各試験の評価結果を表1に示した。また、Al濃度が0.2 mass%以下のめっき種について、ドロス性のデータをめっき中のMg濃度とCa濃度との関係で図1に示した。
表1に示すように、本発明の溶融Zn系合金めっき鋼板は、耐食性に優れ、ドロス発生、及びスポット溶接性の点で、十分な性能を保持している。さらに、Cr、Mn、Fe、Co、Ni、Cuから選ばれる1種又は2種以上を含有するものは塗装後の耐食性が向上し、Ti、Nb、W、Zr、Mo、La、Ce、Hf、Yから選ばれる1種又は2種以上を含有するものは、耐黒変性が向上した。
本発明のめっき鋼板の成分範囲にない比較鋼板は、ドロス発生が抑制できないか、ドロス発生が抑制できても、スポット溶接性が不足であった。ドロス発生の抑制できないものは、残留したドロスにより耐食性も劣化した。

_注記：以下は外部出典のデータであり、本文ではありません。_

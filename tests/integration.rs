//! Integration tests: walk the descriptor set the way a USB core enumerates.

use joystick_desc::usb::{copy_out, OwnedDescriptor};
use joystick_desc::{DescriptorKind, DescriptorProvider, Speed, HID_DESCRIPTOR_SET};

/// Fetch every descriptor in set order, copying each out before the next
/// request as the core must.
fn enumerate(speed: Speed) -> heapless::Vec<OwnedDescriptor, 7> {
    let mut provider = DescriptorProvider::hid_joystick();
    let mut out = heapless::Vec::new();
    for kind in DescriptorKind::ALL {
        let bytes = HID_DESCRIPTOR_SET.request(&mut provider, kind, speed);
        out.push(copy_out(bytes).expect("descriptor fits")).unwrap();
    }
    out
}

#[test]
fn high_speed_enumeration() {
    let descs = enumerate(Speed::High);
    assert_eq!(descs[0].len(), 18);
    assert_eq!(&descs[1][..], &[0x04, 0x03, 0x09, 0x04]);
    // "HID Joystick in HS Mode" = 23 chars.
    assert_eq!(descs[3][0], 2 + 2 * 23);
    assert_eq!(descs[3][1], 0x03);
    assert_eq!(&descs[3][2..6], &[b'H', 0x00, b'I', 0x00]);
}

#[test]
fn speeds_share_fixed_descriptors_and_manufacturer() {
    let hs = enumerate(Speed::High);
    let fs = enumerate(Speed::Full);
    assert_eq!(hs[0], fs[0]);
    assert_eq!(hs[1], fs[1]);
    assert_eq!(hs[2], fs[2]);
    for i in 3..7 {
        assert_ne!(hs[i], fs[i], "entry {} should vary with speed", i);
    }
}

#[test]
fn string_requests_by_raw_index_and_speed() {
    let mut provider = DescriptorProvider::hid_joystick();
    let speed = Speed::try_from(1).unwrap();
    let serial = provider.string_descriptor(3, speed).unwrap();
    assert_eq!(serial.len(), 26);
    assert_eq!(serial[serial.len() - 2..], [b'B', 0x00]);
}
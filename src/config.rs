//! Compile-time device identity.
//!
//! VID/PID, language, string literals and buffer sizing live here so they
//! can be tuned in one place. `usb::provider::HID_JOYSTICK` is assembled
//! from these values.

// USB identity

/// USB VID/PID - STMicroelectronics VID with the HID joystick demo PID.
/// Replace with your own allocated VID/PID for production.
pub const USB_VID: u16 = 0x0483;
pub const USB_PID: u16 = 0x5710;

/// USB specification release (BCD). 0x0200 = USB 2.0.
pub const USB_BCD_USB: u16 = 0x0200;

/// Device release number (BCD). 0x0200 = rel. 2.00.
pub const USB_BCD_DEVICE: u16 = 0x0200;

/// Max packet size of control endpoint 0 (bytes).
pub const USB_MAX_EP0_SIZE: u8 = 64;

/// Number of configurations reported in the device descriptor.
pub const USB_MAX_NUM_CONFIGURATION: u8 = 1;

/// String descriptor language. 0x0409 = English (United States).
pub const USB_LANGID: u16 = 0x0409;

// Strings

pub const USB_MANUFACTURER: &str = "STMicroelectronics";

pub const USB_PRODUCT_HS: &str = "HID Joystick in HS Mode";
pub const USB_PRODUCT_FS: &str = "HID Joystick in FS Mode";

pub const USB_SERIAL_NUMBER_HS: &str = "00000000001A";
pub const USB_SERIAL_NUMBER_FS: &str = "00000000001B";

pub const USB_CONFIGURATION_HS: &str = "HID Config in HS Mode";
pub const USB_CONFIGURATION_FS: &str = "HID Config in FS Mode";

pub const USB_INTERFACE_HS: &str = "HID Interface in HS Mode";
pub const USB_INTERFACE_FS: &str = "HID Interface in FS Mode";

// Buffers

/// Capacity of the shared string-descriptor scratch buffer (bytes).
pub const MAX_STR_DESC_SIZE: usize = 0x100;
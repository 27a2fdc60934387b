//! USB descriptor set for the dual-speed HID joystick.
//!
//! The USB device core owns enumeration; during `GET_DESCRIPTOR` it calls
//! into the [`registry::DescriptorSet`] with the negotiated link speed and
//! copies the returned bytes into its data stage:
//!
//! - Device and LANGID descriptors are fixed, built at compile time.
//! - Manufacturer is one literal for every speed.
//! - Product, serial, configuration and interface strings have one literal
//!   per speed and are encoded into the provider's scratch buffer on demand.

pub mod descriptor;
#[cfg(feature = "embassy")]
pub mod embassy;
pub mod provider;
pub mod registry;
pub mod string;


use crate::config::MAX_STR_DESC_SIZE;
use crate::error::Error;

// Descriptor types (USB 2.0 table 9-5)

pub const DESC_TYPE_DEVICE: u8 = 0x01;
pub const DESC_TYPE_STRING: u8 = 0x03;

// Descriptor lengths

pub const LEN_DEV_DESC: usize = 0x12;
pub const LEN_LANGID_STR_DESC: usize = 0x04;

// String indices baked into the device descriptor

pub const IDX_LANGID_STR: u8 = 0x00;
pub const IDX_MFC_STR: u8 = 0x01;
pub const IDX_PRODUCT_STR: u8 = 0x02;
pub const IDX_SERIAL_STR: u8 = 0x03;
pub const IDX_CONFIG_STR: u8 = 0x04;
pub const IDX_INTERFACE_STR: u8 = 0x05;

/// Negotiated link speed, in the controller's raw encoding.
#[derive(Clone, Copy, Debug, PartialEq, Eq)]
#[cfg_attr(feature = "defmt", derive(defmt::Format))]
#[repr(u8)]
pub enum Speed {
    High = 0,
    Full = 1,
    Low = 2,
}

impl TryFrom<u8> for Speed {
    type Error = Error;

    fn try_from(raw: u8) -> Result<Self, Error> {
        match raw {
            0 => Ok(Speed::High),
            1 => Ok(Speed::Full),
            2 => Ok(Speed::Low),
            other => Err(Error::InvalidSpeed(other)),
        }
    }
}

/// One entry of the descriptor set.
#[derive(Clone, Copy, Debug, PartialEq, Eq)]
#[cfg_attr(feature = "defmt", derive(defmt::Format))]
pub enum DescriptorKind {
    Device,
    LangId,
    Manufacturer,
    Product,
    Serial,
    Configuration,
    Interface,
}

impl DescriptorKind {
    /// All kinds, in descriptor-set order.
    pub const ALL: [DescriptorKind; 7] = [
        DescriptorKind::Device,
        DescriptorKind::LangId,
        DescriptorKind::Manufacturer,
        DescriptorKind::Product,
        DescriptorKind::Serial,
        DescriptorKind::Configuration,
        DescriptorKind::Interface,
    ];

    /// Map a `GET_DESCRIPTOR(STRING, idx)` index to the standard string it
    /// names. Indices past the interface string belong to user strings.
    pub const fn from_string_index(idx: u8) -> Option<Self> {
        match idx {
            IDX_LANGID_STR => Some(DescriptorKind::LangId),
            IDX_MFC_STR => Some(DescriptorKind::Manufacturer),
            IDX_PRODUCT_STR => Some(DescriptorKind::Product),
            IDX_SERIAL_STR => Some(DescriptorKind::Serial),
            IDX_CONFIG_STR => Some(DescriptorKind::Configuration),
            IDX_INTERFACE_STR => Some(DescriptorKind::Interface),
            _ => None,
        }
    }

    /// String index of this kind; `None` for the device descriptor.
    pub const fn string_index(self) -> Option<u8> {
        match self {
            DescriptorKind::Device => None,
            DescriptorKind::LangId => Some(IDX_LANGID_STR),
            DescriptorKind::Manufacturer => Some(IDX_MFC_STR),
            DescriptorKind::Product => Some(IDX_PRODUCT_STR),
            DescriptorKind::Serial => Some(IDX_SERIAL_STR),
            DescriptorKind::Configuration => Some(IDX_CONFIG_STR),
            DescriptorKind::Interface => Some(IDX_INTERFACE_STR),
        }
    }

    /// Whether the bytes for this kind come from the scratch buffer.
    pub const fn is_encoded(self) -> bool {
        !matches!(self, DescriptorKind::Device | DescriptorKind::LangId)
    }
}

/// A descriptor copied out of the provider, owned by the caller.
pub type OwnedDescriptor = heapless::Vec<u8, MAX_STR_DESC_SIZE>;

/// Copy descriptor bytes into an owned buffer so the provider can be
/// asked for the next string.
pub fn copy_out(bytes: &[u8]) -> Result<OwnedDescriptor, Error> {
    OwnedDescriptor::from_slice(bytes).map_err(|_| Error::BufferOverflow {
        needed: bytes.len(),
        capacity: MAX_STR_DESC_SIZE,
    })
}
//! Device model: vendor types, connection methods and device descriptors.

use std::fmt;
use std::str::FromStr;

use schemars::JsonSchema;
use serde::{Deserialize, Serialize};

/// Vendor / operating-system family of a device.
///
/// Names follow the RANCID `router.db` vocabulary so that existing
/// inventories can be fed in unchanged.
#[derive(Debug, Clone, Copy, PartialEq, Eq, Hash, PartialOrd, Ord, Serialize, Deserialize, JsonSchema)]
#[serde(rename_all = "snake_case")]
pub enum DeviceType {
    /// Cisco IOS and IOS-like CLIs.
    #[serde(rename = "cisco", alias = "cisco_ios", alias = "ios")]
    CiscoIos,
    /// Juniper JunOS, driven over SSH exec channels.
    #[serde(alias = "junos")]
    Juniper,
    /// Alcatel-Lucent TiMOS.
    #[serde(alias = "timos")]
    Timetra,
    /// Force10 FTOS.
    #[serde(alias = "ftos")]
    Force10,
    /// Juniper ScreenOS firewalls.
    Netscreen,
    NortelEsr,
    NortelEsu,
    NortelBay,
    Omniswitch,
    Arbor,
    AdvaFsp,
    Nos,
    /// Telco Systems BiNOS.
    #[serde(alias = "binos")]
    Telco,
}

impl DeviceType {
    pub const ALL: &'static [DeviceType] = &[
        DeviceType::CiscoIos,
        DeviceType::Juniper,
        DeviceType::Timetra,
        DeviceType::Force10,
        DeviceType::Netscreen,
        DeviceType::NortelEsr,
        DeviceType::NortelEsu,
        DeviceType::NortelBay,
        DeviceType::Omniswitch,
        DeviceType::Arbor,
        DeviceType::AdvaFsp,
        DeviceType::Nos,
        DeviceType::Telco,
    ];

    /// Canonical (RANCID) name.
    pub fn as_str(&self) -> &'static str {
        match self {
            DeviceType::CiscoIos => "cisco",
            DeviceType::Juniper => "juniper",
            DeviceType::Timetra => "timetra",
            DeviceType::Force10 => "force10",
            DeviceType::Netscreen => "netscreen",
            DeviceType::NortelEsr => "nortel_esr",
            DeviceType::NortelEsu => "nortel_esu",
            DeviceType::NortelBay => "nortel_bay",
            DeviceType::Omniswitch => "omniswitch",
            DeviceType::Arbor => "arbor",
            DeviceType::AdvaFsp => "adva_fsp",
            DeviceType::Nos => "nos",
            DeviceType::Telco => "telco",
        }
    }
}

impl fmt::Display for DeviceType {
    fn fmt(&self, f: &mut fmt::Formatter<'_>) -> fmt::Result {
        f.write_str(self.as_str())
    }
}

impl FromStr for DeviceType {
    type Err = String;

    fn from_str(s: &str) -> Result<Self, Self::Err> {
        let lowered = s.trim().to_ascii_lowercase();
        let found = match lowered.as_str() {
            "cisco_ios" | "ios" => Some(DeviceType::CiscoIos),
            "junos" => Some(DeviceType::Juniper),
            "timos" => Some(DeviceType::Timetra),
            "ftos" => Some(DeviceType::Force10),
            "binos" => Some(DeviceType::Telco),
            other => DeviceType::ALL.iter().copied().find(|t| t.as_str() == other),
        };
        found.ok_or_else(|| format!("unknown device type {s:?}"))
    }
}

/// Transport used to reach a device's CLI.
#[derive(Debug, Clone, Copy, PartialEq, Eq, Hash, Serialize, Deserialize, JsonSchema)]
#[serde(rename_all = "lowercase")]
pub enum ConnectMethod {
    #[serde(rename = "sshv2", alias = "ssh")]
    Ssh,
    Telnet,
}

impl ConnectMethod {
    pub fn default_port(&self) -> u16 {
        match self {
            ConnectMethod::Ssh => 22,
            ConnectMethod::Telnet => 23,
        }
    }
}

impl fmt::Display for ConnectMethod {
    fn fmt(&self, f: &mut fmt::Formatter<'_>) -> fmt::Result {
        match self {
            ConnectMethod::Ssh => f.write_str("sshv2"),
            ConnectMethod::Telnet => f.write_str("telnet"),
        }
    }
}

/// A device as known to the inventory.
#[derive(Debug, Clone, PartialEq, Eq, Serialize, Deserialize, JsonSchema)]
pub struct DeviceDescriptor {
    /// Unique name, e.g. `ar1.mel`.
    pub name: String,
    pub device_type: DeviceType,
    /// Addresses tried in order when connecting.
    #[serde(default)]
    pub addresses: Vec<String>,
    /// Name of the inventory provider that supplied this entry.
    #[serde(default)]
    pub source_provider: String,
}

impl DeviceDescriptor {
    pub fn new(name: impl Into<String>, device_type: DeviceType, addresses: Vec<String>) -> Self {
        Self {
            name: name.into(),
            device_type,
            addresses,
            source_provider: String::new(),
        }
    }

    pub fn info(&self) -> DeviceInfo {
        DeviceInfo {
            device_name: self.name.clone(),
            device_type: self.device_type,
            addresses: self.addresses.clone(),
        }
    }
}

/// Public view of a device returned by `devices_info`.
#[derive(Debug, Clone, PartialEq, Eq, Serialize, Deserialize, JsonSchema)]
pub struct DeviceInfo {
    pub device_name: String,
    pub device_type: DeviceType,
    pub addresses: Vec<String>,
}

/// Splits `host`, `host:port` or `[v6]:port` into host and port.
pub(crate) fn split_host_port(address: &str, default_port: u16) -> (String, u16) {
    if let Ok(sock) = address.parse::<std::net::SocketAddr>() {
        return (sock.ip().to_string(), sock.port());
    }
    if address.parse::<std::net::IpAddr>().is_ok() {
        return (address.to_string(), default_port);
    }
    match address.rsplit_once(':') {
        Some((host, port)) if !host.contains(':') => match port.parse::<u16>() {
            Ok(port) => (host.to_string(), port),
            Err(_) => (address.to_string(), default_port),
        },
        _ => (address.to_string(), default_port),
    }
}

また、図1に示すように、Al濃度が0.2 mass%未満のめっきのドロス性について、Mg濃度とCa濃度に対して整理すると、本発明の成分範囲ではドロス性が良好であるが、本発明の成分範囲を外れた成分ではドロス性が不良となった。
Claims (3)
- めっき層中にMgを0.5〜10 mass%、Alを0.02〜0.18 mass%、Caを下記(式1)の範囲で含有し、残部がZn及び不可避的不純物であることを特徴とする高耐食性溶融Zn系合金めっき鋼板。
0.03×Mg% ≦ Ca% ≦ 0.1×Mg% ・・・ (式1)
(ここで、Ca%はCaのmass%含有率、Mg%はMgのmass%含有率。) - 前記合金めっき層中の成分として、さらに、Cr、Mn、Co、Ni、Cuから選ばれる1種又は2種以上を合計で0.02〜3 mass%含有する請求項1に記載の高耐食性溶融Zn系合金めっき鋼板。
- 前記合金めっき層中の成分として、さらに、Ti、Nb、W、Zr、Mo、La、Ce、Hf、Yから選ばれる1種又は2種以上を合計で0.02〜0.5 mass%含有する請求項1又は2に記載の高耐食性溶融Zn系合金めっき鋼板。